The station is equipped with a shed, but no other amenities, and also lacks a ticket machine. The platform (but not necessarily the train) is wheelchair accessible. There are about ten parking spaces at the station. A shuttle bus corresponds to all trains during the opening hours of the airport, and a bus trip takes four minutes to the airport terminal. The shuttle bus leaves the airport ten minutes before each train's scheduled departure. The bus is operated by NSB, and is included in the price of the train ticket. There are 42 bus departures each day. The train supplements a coach service, Torp-Ekspressen operated by Unibuss Ekspress, to Oslo, and a local bus service to Sandefjord, operated by Tide Buss for Vestfold Kollektivtrafikk.

==History==
The station was originally named Raastad, and opened as part of the Vestfold Line on 7 December 1881. It was located in the former municipality of Sandar, that was also served by Jåstad Station.

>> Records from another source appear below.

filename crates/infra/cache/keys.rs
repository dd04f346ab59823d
use std::time::Duration;

use uuid::Uuid;

pub const USER_CREDITS_TTL: Duration = Duration::from_secs(60);
pub const USER_PLAN_TTL: Duration = Duration::from_secs(300);
pub const QR_CODE_TTL: Duration = Duration::from_secs(300);
pub const QR_LIST_TTL: Duration = Duration::from_secs(60);
pub const API_KEY_TTL: Duration = Duration::from_secs(300);
pub const SCAN_STATS_TTL: Duration = Duration::from_secs(120);

/// List pages invalidated after a write; deeper pages expire on their own.
pub const INVALIDATED_LIST_PAGES: i64 = 10;

pub fn user_credits(user_id: Uuid) -> String {
    format!("user:{user_id}:credits")
}

pub fn user_plan(user_id: Uuid) -> String {
    format!("user:{user_id}:plan")
}

pub fn qr_code(qr_code_id: Uuid) -> String {
    format!("qr:{qr_code_id}")
}

pub fn qr_code_list(user_id: Uuid, page: i64) -> String {
    format!("qr:list:{user_id}:{page}")
}

pub fn api_key(key_hash: &str) -> String {
    format!("apikey:{key_hash}")
}

pub fn scan_stats(qr_code_id: Uuid) -> String {
    format!("stats:{qr_code_id}")
}
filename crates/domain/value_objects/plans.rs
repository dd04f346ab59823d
use serde::{Deserialize, Serialize};

use super::enums::plan_names::PlanName;

/// Binary feature gates derived from a plan.
#[derive(Debug, Clone, Copy, Serialize, Deserialize, PartialEq, Eq)]
#[serde(rename_all = "snake_case")]
pub enum Feature {
    DynamicQr,
    Webhooks,
    CustomDomains,
    RemoveWatermark,
    RemoveAds,
    Logo,
}

impl Feature {
    pub fn as_str(&self) -> &'static str {
        match self {
            Feature::DynamicQr => "dynamic_qr",
            Feature::Webhooks => "webhooks",
            Feature::CustomDomains => "custom_domains",
            Feature::RemoveWatermark => "remove_watermark",
            Feature::RemoveAds => "remove_ads",
            Feature::Logo => "logo",
        }
    }
}

#[derive(Debug, Clone, Copy, Serialize, PartialEq, Eq)]
pub struct PlanEntitlements {
    pub max_qr_codes: i64,
    pub monthly_scans: i64,
    pub dynamic_qr_allowed: bool,
    pub webhooks_allowed: bool,
    pub custom_domains_allowed: bool,
    pub remove_watermark_allowed: bool,
    pub remove_ads_allowed: bool,
    pub logo_allowed: bool,
    pub storage_mb: i64,
    pub price_minor: i64,
}

const FREE: PlanEntitlements = PlanEntitlements {
    max_qr_codes: 10,
    monthly_scans: 1_000,
    dynamic_qr_allowed: false,
    webhooks_allowed: false,
    custom_domains_allowed: false,
    remove_watermark_allowed: false,
    remove_ads_allowed: true,
    logo_allowed: true,
    storage_mb: 100,
    price_minor: 0,
};

const FLEX: PlanEntitlements = PlanEntitlements {
    max_qr_codes: 100,
    monthly_scans: 10_000,
    dynamic_qr_allowed: true,
    webhooks_allowed: false,
    custom_domains_allowed: false,
    remove_watermark_allowed: true,
    remove_ads_allowed: true,
    logo_allowed: true,
    storage_mb: 250,
    price_minor: 0,
};

const PRO: PlanEntitlements = PlanEntitlements {
    max_qr_codes: 1_000,
    monthly_scans: 100_000,
    dynamic_qr_allowed: true,
    webhooks_allowed: true,
    custom_domains_allowed: true,
    remove_watermark_allowed: true,
    remove_ads_allowed: true,
    logo_allowed: true,
    storage_mb: 500,
    price_minor: 1_999,
};

const BUSINESS: PlanEntitlements = PlanEntitlements {
    max_qr_codes: 10_000,
    monthly_scans: 1_000_000,
    dynamic_qr_allowed: true,
    webhooks_allowed: true,
    custom_domains_allowed: true,
    remove_watermark_allowed: true,
    remove_ads_allowed: true,
    logo_allowed: true,
    storage_mb: 2_000,
    price_minor: 4_999,
};

impl PlanEntitlements {
    pub fn for_plan(plan: PlanName) -> Self {
        match plan {
            PlanName::Free => FREE,
            PlanName::Flex => FLEX,
            PlanName::Pro => PRO,
            PlanName::Business => BUSINESS,
        }
    }

    pub fn allows(&self, feature: Feature) -> bool {
        match feature {
            Feature::DynamicQr => self.dynamic_qr_allowed,
            Feature::Webhooks => self.webhooks_allowed,
            Feature::CustomDomains => self.custom_domains_allowed,
            Feature::RemoveWatermark => self.remove_watermark_allowed,
            Feature::RemoveAds => self.remove_ads_allowed,
            Feature::Logo => self.logo_allowed,
        }
    }
}

pub fn has_feature(plan: PlanName, feature: Feature) -> bool {
    PlanEntitlements::for_plan(plan).allows(feature)
}

/// Cheapest plan that unlocks `feature`, used in upgrade hints.
pub fn minimum_plan_for(feature: Feature) -> PlanName {
    [PlanName::Free, PlanName::Flex, PlanName::Pro, PlanName::Business]
        .into_iter()
        .find(|plan| has_feature(*plan, feature))
        .unwrap_or(PlanName::Business)
}

#[derive(Debug, Clone, Copy, Serialize, Deserialize, PartialEq, Eq)]
pub struct UsageSnapshot {
    pub qr_codes: i64,
    pub scans_this_month: i64,
}

#[derive(Debug, Clone, Serialize)]
pub struct EntitlementsDto {
    pub plan: PlanName,
    pub entitlements: PlanEntitlements,
    pub usage: UsageSnapshot,
}
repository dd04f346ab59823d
use anyhow::{Context, Result};

use super::{
    config_model::{
        BackendServer, Cache, Database, DotEnvyConfig, EmailProvider, Mailer, OutboundWebhooks,
        RateLimit, Razorpay, SideEffects, Supabase,
    },
    stage::Stage,
};

pub fn load() -> Result<DotEnvyConfig> {
    dotenvy::dotenv().ok();

    let backend_server = BackendServer {
        port: required("SERVER_PORT_BACKEND")?
            .parse()
            .context("SERVER_PORT_BACKEND is invalid")?,
        body_limit: optional("SERVER_BODY_LIMIT", "10")
            .parse()
            .context("SERVER_BODY_LIMIT is invalid")?,
        timeout: optional("SERVER_TIMEOUT", "30")
            .parse()
            .context("SERVER_TIMEOUT is invalid")?,
        allowed_origins: std::env::var("CORS_ALLOWED_ORIGINS")
            .map(|v| parse_list(&v))
            .unwrap_or_default(),
    };

    let database = Database {
        url: required("DATABASE_URL")?,
        max_connections: optional("DATABASE_MAX_CONNECTIONS", "10")
            .parse()
            .context("DATABASE_MAX_CONNECTIONS is invalid")?,
    };

    let supabase = Supabase {
        jwt_secret: required("SUPABASE_JWT_SECRET")?,
    };

    let razorpay = Razorpay {
        webhook_secret: non_empty("RAZORPAY_WEBHOOK_SECRET"),
    };

    let outbound_webhooks = OutboundWebhooks {
        timeout_seconds: optional("OUTBOUND_WEBHOOK_TIMEOUT_SECONDS", "30")
            .parse()
            .context("OUTBOUND_WEBHOOK_TIMEOUT_SECONDS is invalid")?,
        max_attempts: optional("OUTBOUND_WEBHOOK_MAX_ATTEMPTS", "5")
            .parse()
            .context("OUTBOUND_WEBHOOK_MAX_ATTEMPTS is invalid")?,
    };

    let rate_limit = RateLimit {
        fail_open: optional("RATE_LIMIT_FAIL_OPEN", "false")
            .parse()
            .context("RATE_LIMIT_FAIL_OPEN is invalid")?,
    };

    let mailer = Mailer {
        provider: parse_email_provider(&optional("EMAIL_PROVIDER", "console"))?,
        resend_api_key: non_empty("RESEND_API_KEY"),
        from_address: optional("EMAIL_FROM", "QR Generator <noreply@example.com>"),
        app_name: optional("APP_NAME", "QR Generator"),
        app_url: optional("APP_URL", "http://localhost:3000")
            .trim_end_matches('/')
            .to_string(),
        timeout_seconds: optional("EMAIL_TIMEOUT_SECONDS", "10")
            .parse()
            .context("EMAIL_TIMEOUT_SECONDS is invalid")?,
    };

    let cache = Cache {
        sweep_interval_seconds: optional("CACHE_SWEEP_INTERVAL_SECONDS", "60")
            .parse()
            .context("CACHE_SWEEP_INTERVAL_SECONDS is invalid")?,
    };

    let side_effects = SideEffects {
        queue_capacity: optional("SIDE_EFFECT_QUEUE_CAPACITY", "1024")
            .parse()
            .context("SIDE_EFFECT_QUEUE_CAPACITY is invalid")?,
    };

    Ok(DotEnvyConfig {
        backend_server,
        database,
        supabase,
        razorpay,
        outbound_webhooks,
        rate_limit,
        mailer,
        cache,
        side_effects,
    })
}

pub fn get_stage() -> Stage {
    dotenvy::dotenv().ok();

    let stage_str = std::env::var("STAGE").unwrap_or("".to_string());
    Stage::try_from(&stage_str).unwrap_or_default()
}

fn required(key: &str) -> Result<String> {
    std::env::var(key).with_context(|| format!("{key} is invalid"))
}

fn optional(key: &str, default: &str) -> String {
    std::env::var(key).unwrap_or_else(|_| default.to_string())
}

fn non_empty(key: &str) -> Option<String> {
    std::env::var(key).ok().and_then(|v| {
        let trimmed = v.trim().to_string();
        (!trimmed.is_empty()).then_some(trimmed)
    })
}

fn parse_list(value: &str) -> Vec<String> {
    value
        .split(',')
        .map(str::trim)
        .filter(|v| !v.is_empty())
        .map(str::to_string)
        .collect()
}

fn parse_email_provider(value: &str) -> Result<EmailProvider> {
    match value.trim().to_ascii_lowercase().as_str() {
        "resend" => Ok(EmailProvider::Resend),
        "console" | "" => Ok(EmailProvider::Console),
        other => anyhow::bail!("EMAIL_PROVIDER '{other}' is not supported"),
    }
}

#[cfg(test)]
mod tests {
    use super::*;

    #[test]
    fn origin_lists_skip_blank_entries() {
        assert_eq!(
            parse_list("https://a.com, ,https://b.com"),
            vec!["https://a.com".to_string(), "https://b.com".to_string()]
        );
    }

    #[test]
    fn email_provider_defaults_to_console() {
        assert_eq!(parse_email_provider("").unwrap(), EmailProvider::Console);
        assert_eq!(parse_email_provider("Resend").unwrap(), EmailProvider::Resend);
        assert!(parse_email_provider("sendgrid").is_err());
    }
}
use std::sync::Arc;

use axum::{Json, Router, extract::State, response::IntoResponse, routing::post};
use crates::domain::value_objects::credits::AdjustCreditsModel;
use uuid::Uuid;

use crate::{
    auth::AdminUser,
    axum_http::{
        error_responses::ApiError,
        extractors::{ApiJson, ApiPath},
    },
    usecases::credits::CreditsUseCase,
};

pub fn routes(credits_usecase: Arc<CreditsUseCase>) -> Router {
    Router::new()
        .route("/users/:id/credits", post(adjust_credits))
        .with_state(credits_usecase)
}

pub async fn adjust_credits(
    State(credits_usecase): State<Arc<CreditsUseCase>>,
    admin: AdminUser,
    ApiPath(user_id): ApiPath<Uuid>,
    ApiJson(model): ApiJson<AdjustCreditsModel>,
) -> Result<impl IntoResponse, ApiError> {
    let delta = model.validate()?;
    let balance = credits_usecase
        .adjust(admin.0.user_id, user_id, delta, model.reason.as_deref())
        .await?;
    Ok(Json(balance))
}
pub mod api_key_hasher;
pub mod signatures;
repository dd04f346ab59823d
use anyhow::Result;
use async_trait::async_trait;
use mockall::automock;
use uuid::Uuid;

use crate::domain::value_objects::enums::organization_roles::OrganizationRole;

#[automock]
#[async_trait]
pub trait OrganizationRepository {
    async fn find_member_role(
        &self,
        organization_id: Uuid,
        user_id: Uuid,
    ) -> Result<Option<OrganizationRole>>;
    async fn list_member_ids(&self, organization_id: Uuid) -> Result<Vec<Uuid>>;
}
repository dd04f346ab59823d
pub mod worker_loop;
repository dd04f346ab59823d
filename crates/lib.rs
pub mod domain;
pub mod infra;
pub mod observability;
pub mod payments;
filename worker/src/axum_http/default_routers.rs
use axum::{Json, http::StatusCode, response::IntoResponse};
use serde_json::json;

pub async fn not_found() -> impl IntoResponse {
    (StatusCode::NOT_FOUND, Json(json!({ "error": "Route not found" })))
}

pub async fn health_check() -> impl IntoResponse {
    (StatusCode::OK, Json(json!({ "status": "ok" })))
}
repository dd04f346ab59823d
use std::fmt::Display;

use serde::{Deserialize, Serialize};

#[derive(Debug, Clone, Copy, Serialize, Deserialize, PartialEq, Eq)]
#[serde(rename_all = "snake_case")]
pub enum OrganizationRole {
    Owner,
    Admin,
    Member,
}

impl Display for OrganizationRole {
    fn fmt(&self, f: &mut std::fmt::Formatter<'_>) -> std::fmt::Result {
        let role = match self {
            OrganizationRole::Owner => "owner",
            OrganizationRole::Admin => "admin",
            OrganizationRole::Member => "member",
        };
        write!(f, "{}", role)
    }
}

impl OrganizationRole {
    pub fn from_str(value: &str) -> Self {
        match value {
            "owner" => OrganizationRole::Owner,
            "admin" => OrganizationRole::Admin,
            _ => OrganizationRole::Member,
        }
    }

    pub fn can_manage_resources(&self) -> bool {
        matches!(self, OrganizationRole::Owner | OrganizationRole::Admin)
    }
}
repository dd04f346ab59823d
pub mod access;
pub mod api_keys;
pub mod billing_webhook;
pub mod bulk;
pub mod credits;
pub mod entitlements;
pub mod qr_codes;
pub mod rate_limiter;
pub mod scans;
pub mod side_effects;
pub mod webhook_outbox;
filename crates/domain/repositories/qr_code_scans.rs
use anyhow::Result;
use async_trait::async_trait;
use chrono::{DateTime, Utc};
use mockall::automock;
use uuid::Uuid;

use crate::domain::entities::qr_code_scans::{InsertQrCodeScanEntity, QrCodeScanEntity};

#[automock]
#[async_trait]
pub trait QrCodeScanRepository {
    /// Inserts the scan and bumps `scan_count` in one transaction.
    ///
    /// Returns `None` and writes nothing when the QR code already reached
    /// `max_scans`.
    async fn record_scan(&self, scan: InsertQrCodeScanEntity) -> Result<Option<QrCodeScanEntity>>;
    async fn list_by_qr_code(&self, qr_code_id: Uuid) -> Result<Vec<QrCodeScanEntity>>;
    /// Scans across every QR code owned by `user_id` since `since`.
    async fn count_for_owner_since(&self, user_id: Uuid, since: DateTime<Utc>) -> Result<i64>;
}
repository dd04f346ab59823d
use std::{marker::PhantomData, sync::Arc};

use axum::{async_trait, extract::FromRequestParts, http::request::Parts};
use crates::domain::value_objects::{
    api_keys::{
        ApiKeyPrincipal, SCOPE_ANALYTICS_READ, SCOPE_QR_READ, SCOPE_QR_WRITE, SCOPE_WEBHOOK_READ,
        SCOPE_WEBHOOK_WRITE,
    },
    rate_limits::RateLimitPolicy,
};

use super::bearer_token;
use crate::{
    axum_http::error_responses::ApiError,
    usecases::{api_keys::ApiKeyUseCase, rate_limiter::RateLimiter},
};

/// Scope an `ApiKeyAuth` extractor demands.
pub trait RequiredScope: Send + Sync + 'static {
    const SCOPE: &'static str;
}

pub struct QrRead;
pub struct QrWrite;
pub struct WebhookRead;
pub struct WebhookWrite;
pub struct AnalyticsRead;

impl RequiredScope for QrRead {
    const SCOPE: &'static str = SCOPE_QR_READ;
}

impl RequiredScope for QrWrite {
    const SCOPE: &'static str = SCOPE_QR_WRITE;
}

impl RequiredScope for WebhookRead {
    const SCOPE: &'static str = SCOPE_WEBHOOK_READ;
}

impl RequiredScope for WebhookWrite {
    const SCOPE: &'static str = SCOPE_WEBHOOK_WRITE;
}

impl RequiredScope for AnalyticsRead {
    const SCOPE: &'static str = SCOPE_ANALYTICS_READ;
}

/// `Authorization: Bearer sk_...` caller, verified, scope-checked and rate limited.
#[derive(Debug, Clone)]
pub struct ApiKeyAuth<S: RequiredScope> {
    pub principal: ApiKeyPrincipal,
    _scope: PhantomData<S>,
}

impl<S: RequiredScope> ApiKeyAuth<S> {
    pub fn principal(&self) -> &ApiKeyPrincipal {
        &self.principal
    }
}

#[async_trait]
impl<St, S> FromRequestParts<St> for ApiKeyAuth<S>
where
    St: Send + Sync,
    S: RequiredScope,
{
    type Rejection = ApiError;

    async fn from_request_parts(parts: &mut Parts, _state: &St) -> Result<Self, Self::Rejection> {
        let api_keys = parts
            .extensions
            .get::<Arc<ApiKeyUseCase>>()
            .cloned()
            .ok_or_else(|| ApiError::internal(anyhow::anyhow!("api key service not installed")))?;
        let rate_limiter = parts
            .extensions
            .get::<Arc<RateLimiter>>()
            .cloned()
            .ok_or_else(|| ApiError::internal(anyhow::anyhow!("rate limiter not installed")))?;

        let raw_key = bearer_token(&parts.headers)?;
        let principal = api_keys.authenticate(raw_key, S::SCOPE).await?;

        rate_limiter
            .enforce(&format!("apikey:{}", principal.key_id), &RateLimitPolicy::api_v1())
            .await?;

        Ok(Self {
            principal,
            _scope: PhantomData,
        })
    }
}
use std::{future::Future, time::Duration};

use anyhow::Result;
use serde::{Serialize, de::DeserializeOwned};
use tracing::warn;

use crate::domain::repositories::cache::CacheStore;

/// Reads and decodes a cached value. Store or decode failures count as a miss.
pub async fn get_json<T: DeserializeOwned>(cache: &dyn CacheStore, key: &str) -> Option<T> {
    match cache.get(key).await {
        Ok(Some(value)) => match serde_json::from_value(value) {
            Ok(decoded) => Some(decoded),
            Err(err) => {
                warn!(key, decode_error = ?err, "cache: dropping undecodable entry");
                if let Err(err) = cache.del(key).await {
                    warn!(key, cache_error = ?err, "cache: failed to drop undecodable entry");
                }
                None
            }
        },
        Ok(None) => None,
        Err(err) => {
            warn!(key, cache_error = ?err, "cache: read failed, treating as miss");
            None
        }
    }
}

pub async fn set_json<T: Serialize>(cache: &dyn CacheStore, key: &str, value: &T, ttl: Duration) {
    let encoded = match serde_json::to_value(value) {
        Ok(encoded) => encoded,
        Err(err) => {
            warn!(key, encode_error = ?err, "cache: value not serializable, skipping");
            return;
        }
    };
    if let Err(err) = cache.set(key, encoded, ttl).await {
        warn!(key, cache_error = ?err, "cache: write failed");
    }
}

pub async fn invalidate(cache: &dyn CacheStore, keys: &[String]) {
    for key in keys {
        if let Err(err) = cache.del(key).await {
            warn!(key = %key, cache_error = ?err, "cache: invalidation failed");
        }
    }
}

/// Returns the cached value or runs `loader` and caches its result.
pub async fn get_or_set<T, F, Fut>(cache: &dyn CacheStore, key: &str, ttl: Duration, loader: F) -> Result<T>
where
    T: Serialize + DeserializeOwned,
    F: FnOnce() -> Fut,
    Fut: Future<Output = Result<T>>,
{
    if let Some(cached) = get_json::<T>(cache, key).await {
        return Ok(cached);
    }

    let loaded = loader().await?;
    set_json(cache, key, &loaded, ttl).await;
    Ok(loaded)
}
pub mod bulk_group_statuses;
pub mod bulk_operations;
pub mod organization_roles;
pub mod plan_names;
pub mod subscription_statuses;
use anyhow::Result;
use async_trait::async_trait;
use mockall::automock;
use uuid::Uuid;

use crate::domain::{
    entities::users::UserEntity,
    value_objects::{credits::CreditAdjustment, enums::plan_names::PlanName},
};

#[automock]
#[async_trait]
pub trait UserRepository {
    async fn find_by_id(&self, user_id: Uuid) -> Result<Option<UserEntity>>;
    async fn set_plan(&self, user_id: Uuid, plan: PlanName) -> Result<()>;
    /// Adds `delta` (may be negative) under a row lock; never below zero.
    async fn adjust_credits(&self, user_id: Uuid, delta: i32) -> Result<CreditAdjustment>;
}
use anyhow::{Context, Result};

use super::config_model::{Database, DotEnvyConfig, OutboundWebhooks, Schedule, WorkerServer};

pub fn load() -> Result<DotEnvyConfig> {
    dotenvy::dotenv().ok();

    let worker_server = WorkerServer {
        port: optional("SERVER_PORT_WORKER", "8081")
            .parse()
            .context("SERVER_PORT_WORKER is invalid")?,
        body_limit: optional("SERVER_BODY_LIMIT", "1")
            .parse()
            .context("SERVER_BODY_LIMIT is invalid")?,
        timeout: optional("SERVER_TIMEOUT", "30")
            .parse()
            .context("SERVER_TIMEOUT is invalid")?,
    };

    let database = Database {
        url: std::env::var("DATABASE_URL").context("DATABASE_URL is invalid")?,
        max_connections: optional("DATABASE_MAX_CONNECTIONS", "5")
            .parse()
            .context("DATABASE_MAX_CONNECTIONS is invalid")?,
    };

    let outbound_webhooks = OutboundWebhooks {
        timeout_seconds: optional("OUTBOUND_WEBHOOK_TIMEOUT_SECONDS", "30")
            .parse()
            .context("OUTBOUND_WEBHOOK_TIMEOUT_SECONDS is invalid")?,
        max_attempts: optional("OUTBOUND_WEBHOOK_MAX_ATTEMPTS", "5")
            .parse()
            .context("OUTBOUND_WEBHOOK_MAX_ATTEMPTS is invalid")?,
    };

    Ok(DotEnvyConfig {
        worker_server,
        database,
        outbound_webhooks,
        schedule: load_schedule()?,
    })
}

fn load_schedule() -> Result<Schedule> {
    Ok(Schedule {
        webhook_retry_interval: seconds("WEBHOOK_RETRY_INTERVAL_SECONDS", "60")?,
        grace_downgrade_interval: seconds("GRACE_DOWNGRADE_INTERVAL_SECONDS", "3600")?,
        rate_limit_prune_interval: seconds("RATE_LIMIT_PRUNE_INTERVAL_SECONDS", "3600")?,
        rate_limit_retention_hours: optional("RATE_LIMIT_RETENTION_HOURS", "24")
            .parse::<i64>()
            .context("RATE_LIMIT_RETENTION_HOURS is invalid")?
            .max(1),
        cache_sweep_interval: seconds("CACHE_SWEEP_INTERVAL_SECONDS", "60")?,
    })
}

fn optional(key: &str, default: &str) -> String {
    std::env::var(key).unwrap_or_else(|_| default.to_string())
}

/// Zero would turn a loop into a busy spin, so intervals are at least one second.
fn seconds(key: &str, default: &str) -> Result<u64> {
    let value: u64 = optional(key, default)
        .parse()
        .with_context(|| format!("{key} is invalid"))?;
    Ok(value.max(1))
}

Raastad was equipped with a wooden station building designed by Balthazar Lange, and cargo expedition. There was initially only one track, but on 1 July 1910, a passing loop was installed at the station, allowing trains to pass. The station was renamed Råstad in April 1921. In 1969–70 the passing loop was extended, but already on 15 September 1971 it was disabled, and subsequently removed, with the automation of the signaling. The station became unstaffed on 1 October 1971 and was closed on 28 May 1978. The following day, the new "InterCity" services started on the Vestfold Line.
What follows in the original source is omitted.